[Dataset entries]
------

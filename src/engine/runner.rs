//! Caller-side driver: plays a simulation until a soft stop

use super::simulation::Simulation;
use crate::error::{EngineError, Result};
use serde::{Deserialize, Serialize};
use std::fmt;
use tracing::{info, instrument};

/// Soft-stop conditions checked after every generation
#[derive(Debug, Clone, Copy, PartialEq, Eq, Serialize, Deserialize)]
pub struct StopPolicy {
    pub max_generations: Option<u64>,
    pub stop_on_extinction: bool,
    pub stop_on_stable: bool,
}

#[derive(Debug, Clone, Copy, PartialEq, Eq, Serialize, Deserialize)]
#[serde(rename_all = "snake_case")]
pub enum StopReason {
    Extinct,
    Stable,
    MaxGenerations,
}

impl fmt::Display for StopReason {
    fn fmt(&self, f: &mut fmt::Formatter<'_>) -> fmt::Result {
        let text = match self {
            StopReason::Extinct => "extinction",
            StopReason::Stable => "equilibrium",
            StopReason::MaxGenerations => "generation cap",
        };
        f.write_str(text)
    }
}

/// Outcome of one driven run
#[derive(Debug, Clone, Serialize)]
pub struct RunReport {
    pub reason: StopReason,
    pub generations: u64,
    pub seed: u64,
    pub rules: String,
    pub initial_living: usize,
    pub final_living: usize,
    /// Live-cell count per generation, starting at generation 0
    pub population: Vec<usize>,
}

pub struct Runner {
    policy: StopPolicy,
}

impl Runner {
    /// Rejects a policy that could never end a run
    pub fn new(policy: StopPolicy) -> Result<Self> {
        if policy.max_generations.is_none() && !policy.stop_on_extinction && !policy.stop_on_stable {
            return Err(EngineError::invalid(
                "A run needs a generation cap or at least one soft-stop condition",
            ));
        }
        Ok(Self { policy })
    }

    pub fn run(&self, sim: &mut Simulation) -> Result<RunReport> {
        self.run_with(sim, |_| {})
    }

    /// Play `sim` until a stop reason applies, then stop it.
    ///
    /// `observe` sees the starting generation and every generation after it,
    /// the way a renderer would.
    #[instrument(skip_all, fields(seed = sim.seed()))]
    pub fn run_with<F>(&self, sim: &mut Simulation, mut observe: F) -> Result<RunReport>
    where
        F: FnMut(&Simulation),
    {
        let mut population = vec![sim.current_grid().living_count()];
        observe(sim);

        sim.play()?;
        let reason = loop {
            if self
                .policy
                .max_generations
                .is_some_and(|cap| sim.generation_index() >= cap)
            {
                break StopReason::MaxGenerations;
            }

            sim.tick()?;
            population.push(sim.current_grid().living_count());
            observe(sim);

            if self.policy.stop_on_extinction && sim.is_extinct() {
                break StopReason::Extinct;
            }
            if self.policy.stop_on_stable && sim.is_stable() {
                break StopReason::Stable;
            }
        };
        sim.stop()?;

        info!(
            generation = sim.generation_index(),
            "Run ended by {}", reason
        );

        Ok(RunReport {
            reason,
            generations: sim.generation_index(),
            seed: sim.seed(),
            rules: sim.rules().to_string(),
            initial_living: population[0],
            final_living: population.last().copied().unwrap_or_default(),
            population,
        })
    }
}

#[cfg(test)]
mod tests {
    use super::*;
    use crate::config::BoundaryCondition;
    use crate::engine::{create_simulation, RunState};
    use crate::life::{Pattern, RuleSet};

    fn policy(max_generations: Option<u64>, extinction: bool, stable: bool) -> StopPolicy {
        StopPolicy {
            max_generations,
            stop_on_extinction: extinction,
            stop_on_stable: stable,
        }
    }

    #[test]
    fn test_never_ending_policy_rejected() {
        assert!(matches!(
            Runner::new(policy(None, false, false)),
            Err(EngineError::InvalidParameter(_))
        ));
    }

    #[test]
    fn test_generation_cap() {
        let mut sim = create_simulation(10, 10, 0.3, RuleSet::problife(), BoundaryCondition::Wrap, Some(5)).unwrap();
        let report = Runner::new(policy(Some(25), false, false)).unwrap().run(&mut sim).unwrap();

        assert_eq!(report.reason, StopReason::MaxGenerations);
        assert_eq!(report.generations, 25);
        assert_eq!(report.population.len(), 26);
        assert_eq!(sim.run_state(), RunState::Paused);
    }

    #[test]
    fn test_extinction_stop() {
        let mut sim = create_simulation(6, 6, 0.0, RuleSet::conway(), BoundaryCondition::Dead, Some(1)).unwrap();
        let report = Runner::new(policy(Some(100), true, false)).unwrap().run(&mut sim).unwrap();
        assert_eq!(report.reason, StopReason::Extinct);
        assert_eq!(report.generations, 1);
        assert_eq!(report.final_living, 0);
    }

    #[test]
    fn test_still_life_stops_as_stable() {
        let block = Pattern::Block.stamp(6, 6, BoundaryCondition::Dead, 2, 2).unwrap();
        let mut sim = Simulation::from_grid(block, RuleSet::conway(), Some(0));
        let report = Runner::new(policy(None, true, true)).unwrap().run(&mut sim).unwrap();
        assert_eq!(report.reason, StopReason::Stable);
        assert_eq!(report.generations, 1);
        assert_eq!(report.population, vec![4, 4]);
    }

    #[test]
    fn test_observer_sees_every_generation() {
        let blinker = Pattern::Blinker.stamp(5, 5, BoundaryCondition::Wrap, 1, 1).unwrap();
        let mut sim = Simulation::from_grid(blinker, RuleSet::conway(), Some(0));
        let mut seen = Vec::new();
        Runner::new(policy(Some(4), true, true))
            .unwrap()
            .run_with(&mut sim, |s| seen.push(s.generation_index()))
            .unwrap();
        assert_eq!(seen, vec![0, 1, 2, 3, 4]);
    }

    #[test]
    fn test_running_simulation_is_rejected() {
        let mut sim = create_simulation(4, 4, 0.5, RuleSet::conway(), BoundaryCondition::Wrap, Some(2)).unwrap();
        sim.play().unwrap();
        let runner = Runner::new(policy(Some(3), false, false)).unwrap();
        assert!(matches!(
            runner.run(&mut sim),
            Err(EngineError::InvalidTransition { .. })
        ));
    }
}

------

◆ **Your task**:
Write out every line from the entries where "false" appears.

◆ **Answer to this problem**:
            Runner::new(policy(None, false, false)),
        let report = Runner::new(policy(Some(25), false, false)).unwrap().run(&mut sim).unwrap();
        let report = Runner::new(policy(Some(100), true, false)).unwrap().run(&mut sim).unwrap();
        let runner = Runner::new(policy(Some(3), false, false)).unwrap();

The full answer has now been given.